Advanced Usage of Training

Overview

MindSpore provides a large number of network models such as object detection and natural language processing in ModelZoo for users to directly use. However, some senior users may want to design networks or customize training cycles. The following describes how to customize a training network, how to customize a training cycle, and how to conduct inference while training. In addition, the on-device execution mode is also described in detail.

Note: This document is applicable to GPU and Ascend environments.

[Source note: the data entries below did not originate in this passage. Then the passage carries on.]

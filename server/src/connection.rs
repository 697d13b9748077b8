//! Per-connection handles and outbound delivery
//!
//! A [`Connection`] is the cheap, cloneable handle the registries hold for a
//! connected peer. Frames pushed through it land in an unbounded queue that a
//! dedicated writer task drains onto the socket, so queuing a frame never
//! blocks the caller. Closing the handle signals both the writer and the
//! reader loop of that peer.
//!
//! The [`Outbox`] collects frames produced while the registries are locked
//! and delivers them once the locks are released.

use log::{debug, warn};
use shared::{write_frame, Frame, MessageType};
use std::net::SocketAddr;
use std::sync::Arc;
use std::time::Duration;
use tokio::io::{AsyncWrite, AsyncWriteExt};
use tokio::sync::{mpsc, watch};

/// How long a closing writer may spend flushing frames queued before the close
pub const FLUSH_TIMEOUT: Duration = Duration::from_secs(1);
/// A peer that accepts no bytes for this long is treated as gone
pub const WRITE_TIMEOUT: Duration = Duration::from_secs(5);

pub type ConnectionId = u64;

/// Handle to one connected peer
#[derive(Debug, Clone)]
pub struct Connection {
    id: ConnectionId,
    peer: SocketAddr,
    outgoing: mpsc::UnboundedSender<Frame>,
    closed: Arc<watch::Sender<bool>>,
}

/// Receiving ends owned by the connection's writer task
#[derive(Debug)]
pub struct ConnectionIo {
    pub outgoing: mpsc::UnboundedReceiver<Frame>,
    pub closed: watch::Receiver<bool>,
}

impl Connection {
    pub fn new(id: ConnectionId, peer: SocketAddr) -> (Connection, ConnectionIo) {
        let (outgoing_tx, outgoing_rx) = mpsc::unbounded_channel();
        let (closed_tx, closed_rx) = watch::channel(false);

        let connection = Connection {
            id,
            peer,
            outgoing: outgoing_tx,
            closed: Arc::new(closed_tx),
        };
        let io = ConnectionIo {
            outgoing: outgoing_rx,
            closed: closed_rx,
        };
        (connection, io)
    }

    pub fn id(&self) -> ConnectionId {
        self.id
    }

    pub fn peer(&self) -> SocketAddr {
        self.peer
    }

    /// Queues a frame for the writer; returns false once the writer is gone
    pub fn send(&self, frame: Frame) -> bool {
        let msg_type = frame.msg_type;
        if self.outgoing.send(frame).is_err() {
            debug!("Dropping {} for closed connection {}", msg_type, self.peer);
            return false;
        }
        true
    }

    /// Asks the reader and writer of this peer to shut down
    pub fn close(&self) {
        self.closed.send_replace(true);
    }

    pub fn is_closed(&self) -> bool {
        *self.closed.borrow()
    }

    /// New subscription to the close signal
    pub fn close_signal(&self) -> watch::Receiver<bool> {
        self.closed.subscribe()
    }
}

/// Resolves once the close flag is set or its sender is dropped
pub async fn wait_closed(closed: &mut watch::Receiver<bool>) {
    while !*closed.borrow_and_update() {
        if closed.changed().await.is_err() {
            return;
        }
    }
}

/// Drains queued frames onto `writer` until the connection closes
///
/// Queued frames take priority over the close signal, so a final `ERRR` or
/// `LBBY` pushed just before a close still reaches the peer.
pub async fn run_writer<W>(mut writer: W, io: ConnectionIo, peer: SocketAddr)
where
    W: AsyncWrite + Unpin,
{
    let ConnectionIo {
        mut outgoing,
        mut closed,
    } = io;

    loop {
        let frame = tokio::select! {
            biased;
            frame = outgoing.recv() => frame,
            _ = wait_closed(&mut closed) => None,
        };
        let Some(frame) = frame else {
            break;
        };

        match tokio::time::timeout(WRITE_TIMEOUT, write_frame(&mut writer, &frame)).await {
            Ok(Ok(())) => {}
            Ok(Err(e)) => {
                warn!("Failed to send {} to {}: {}", frame.msg_type, peer, e);
                break;
            }
            Err(_) => {
                warn!("Timed out sending {} to {}", frame.msg_type, peer);
                break;
            }
        }
    }

    let flush = async {
        while let Ok(frame) = outgoing.try_recv() {
            if write_frame(&mut writer, &frame).await.is_err() {
                break;
            }
        }
    };
    if tokio::time::timeout(FLUSH_TIMEOUT, flush).await.is_err() {
        debug!("Gave up flushing to {}", peer);
    }
    if let Err(e) = writer.shutdown().await {
        debug!("Shutdown of {} failed: {}", peer, e);
    }
    debug!("Writer for {} finished", peer);
}

/// Frames waiting to be delivered once the registry locks are dropped
#[derive(Debug, Default)]
pub struct Outbox {
    frames: Vec<(Connection, Frame)>,
    closing: Vec<Connection>,
}

impl Outbox {
    pub fn new() -> Self {
        Self::default()
    }

    pub fn push(&mut self, connection: &Connection, msg_type: MessageType, payload: impl Into<String>) {
        self.frames
            .push((connection.clone(), Frame::new(msg_type, payload)));
    }

    /// Closes `connection` once all frames in the outbox have been handed over
    pub fn close(&mut self, connection: &Connection) {
        self.closing.push(connection.clone());
    }

    /// Hands every frame to its writer, then applies the queued closes
    pub fn deliver(self) {
        for (connection, frame) in self.frames {
            connection.send(frame);
        }
        for connection in self.closing {
            connection.close();
        }
    }
}

#[cfg(test)]
impl Outbox {
    /// Frames queued for one connection, in order
    pub(crate) fn frames_for(&self, id: ConnectionId) -> Vec<&Frame> {
        self.frames
            .iter()
            .filter(|(connection, _)| connection.id() == id)
            .map(|(_, frame)| frame)
            .collect()
    }
}

#[cfg(test)]
mod tests {
    use super::*;

    fn addr() -> SocketAddr {
        "127.0.0.1:10000".parse().unwrap()
    }

    #[tokio::test]
    async fn test_send_and_close() {
        let (connection, mut io) = Connection::new(1, addr());
        assert!(connection.send(Frame::new(MessageType::Ping, "")));
        assert_eq!(
            io.outgoing.recv().await.unwrap(),
            Frame::new(MessageType::Ping, "")
        );

        assert!(!connection.is_closed());
        connection.close();
        assert!(connection.is_closed());
        wait_closed(&mut io.closed).await;
    }

    #[tokio::test]
    async fn test_outbox_delivers_in_order_then_closes() {
        let (connection, mut io) = Connection::new(2, addr());
        let mut outbox = Outbox::new();
        outbox.push(&connection, MessageType::Error, "Invalid data");
        outbox.close(&connection);
        outbox.push(&connection, MessageType::Notice, "late");
        assert_eq!(outbox.frames_for(2).len(), 2);

        outbox.deliver();
        assert!(connection.is_closed());
        assert_eq!(io.outgoing.recv().await.unwrap().msg_type, MessageType::Error);
        assert_eq!(io.outgoing.recv().await.unwrap().msg_type, MessageType::Notice);
    }

    #[tokio::test]
    async fn test_writer_flushes_queued_frames_on_close() {
        let (connection, io) = Connection::new(3, addr());
        connection.send(Frame::new(MessageType::Error, "Invalid data"));
        connection.close();

        let writer = tokio_test::io::Builder::new()
            .write(b"JOKEERRR0012Invalid data")
            .build();
        run_writer(writer, io, addr()).await;
    }

    /// Accepts every byte but refuses to shut down, like a reset socket
    struct ResetOnShutdown(Vec<u8>);

    impl AsyncWrite for ResetOnShutdown {
        fn poll_write(
            mut self: std::pin::Pin<&mut Self>,
            _cx: &mut std::task::Context<'_>,
            buf: &[u8],
        ) -> std::task::Poll<std::io::Result<usize>> {
            self.0.extend_from_slice(buf);
            std::task::Poll::Ready(Ok(buf.len()))
        }

        fn poll_flush(
            self: std::pin::Pin<&mut Self>,
            _cx: &mut std::task::Context<'_>,
        ) -> std::task::Poll<std::io::Result<()>> {
            std::task::Poll::Ready(Ok(()))
        }

        fn poll_shutdown(
            self: std::pin::Pin<&mut Self>,
            _cx: &mut std::task::Context<'_>,
        ) -> std::task::Poll<std::io::Result<()>> {
            std::task::Poll::Ready(Err(std::io::ErrorKind::ConnectionReset.into()))
        }
    }

    #[tokio::test]
    async fn test_writer_finishes_when_shutdown_fails() {
        let (connection, io) = Connection::new(4, addr());
        connection.send(Frame::new(MessageType::Ping, ""));
        connection.close();

        let mut writer = ResetOnShutdown(Vec::new());
        tokio::time::timeout(Duration::from_secs(2), run_writer(&mut writer, io, addr()))
            .await
            .unwrap();
        assert_eq!(writer.0, b"JOKEPING0000");
    }
}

Customizing a Training Network

Before customizing a training network, you need to understand the network support of MindSpore, constraints on network construction using Python, and operator support.

Network support: Currently, MindSpore supports multiple types of networks, including computer vision, natural language processing, recommender, and graph neural network. For details, see Network List. If the existing networks cannot meet your requirements, you can define your own network as required.
Constraints on network construction using Python: MindSpore does not support the conversion of any Python source code into computational graphs. Therefore, the source code has the syntax and network definition constraints. For details, please refer to Static Graph Syntax Support. These constraints may change as MindSpore evolves.
Operator support: As the name implies, the network is based on operators. Therefore, before customizing a training network, you need to understand the operators supported by MindSpore. For details about operator implementation on different backends (Ascend, GPU, and CPU), see Operator List.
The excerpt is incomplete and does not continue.